■ **Task objective**:
Filter the records below down to lines containing "core".

■ **Dataset records**:
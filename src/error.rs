//! Error types for the storefront core.

/// All errors that can occur when using the storefront core.
#[derive(Debug, thiserror::Error)]
pub enum StorefrontError {
    /// JSON serialization or deserialization failed.
    #[error("serialization error: {0}")]
    Serialization(#[from] serde_json::Error),

    /// Storage backend failed.
    #[error("storage error: {0}")]
    Storage(Box<dyn core::error::Error + Send + Sync>),

    /// User-supplied input was rejected before any state was changed.
    #[error("validation error: {0}")]
    Validation(String),

    /// A referenced entity does not exist.
    #[error("{entity} not found: {id}")]
    NotFound {
        /// Kind of entity that was looked up.
        entity: &'static str,
        /// Identifier that was looked up.
        id: String,
    },

    /// A coupon with the same (case-insensitive) code already exists.
    #[error("coupon code \"{0}\" already exists")]
    DuplicateCouponCode(String),

    /// The product catalog collaborator failed.
    #[error("catalog error: {0}")]
    Catalog(Box<dyn core::error::Error + Send + Sync>),

    /// The payment gateway declined or failed the payment.
    #[error("payment declined: {0}")]
    PaymentDeclined(String),

    /// Checkout was attempted with nothing to pay for.
    #[error("cart is empty")]
    EmptyCart,

    /// Configuration could not be resolved.
    #[error("configuration error: {0}")]
    Configuration(String),
}

impl StorefrontError {
    /// Builds a [`StorefrontError::Validation`] from any message.
    #[inline]
    pub fn validation<T: Into<String>>(message: T) -> Self {
        Self::Validation(message.into())
    }

    /// Builds a [`StorefrontError::NotFound`] for the given entity kind.
    #[inline]
    pub fn not_found<T: ToString>(entity: &'static str, id: &T) -> Self {
        Self::NotFound {
            entity,
            id: id.to_string(),
        }
    }
}

/// Convenience alias used throughout the crate.
pub type Result<T> = core::result::Result<T, StorefrontError>;
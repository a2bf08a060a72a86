//! Persisted cart line.

use serde::{Deserialize, Serialize};

use super::ProductId;

/// One product in the cart and how many of it.
///
/// Stored lines always have a quantity of at least one; the cart drops a
/// line as soon as its quantity reaches zero.
#[derive(Debug, Clone, PartialEq, Eq, Hash, Serialize, Deserialize)]
#[serde(rename_all = "camelCase")]
pub struct CartLine {
    /// Product this line refers to.
    pub product_id: ProductId,
    /// Number of units.
    pub quantity: u32,
}

#[cfg(test)]
mod tests {
    use super::*;

    #[test]
    fn deserialize_stored_layout() {
        let json = r#"[{"productId": "p-1", "quantity": 2}]"#;
        let lines: Vec<CartLine> = serde_json::from_str(json).unwrap();
        assert_eq!(
            lines,
            vec![CartLine {
                product_id: ProductId::from("p-1"),
                quantity: 2,
            }]
        );
    }

    #[test]
    fn negative_quantity_is_rejected_on_load() {
        let json = r#"[{"productId": "p-1", "quantity": -3}]"#;
        assert!(serde_json::from_str::<Vec<CartLine>>(json).is_err());
    }
}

■ **Solution to this task**:
//! Error types for the storefront core.
/// All errors that can occur when using the storefront core.
    Storage(Box<dyn core::error::Error + Send + Sync>),
    Catalog(Box<dyn core::error::Error + Send + Sync>),
pub type Result<T> = core::result::Result<T, StorefrontError>;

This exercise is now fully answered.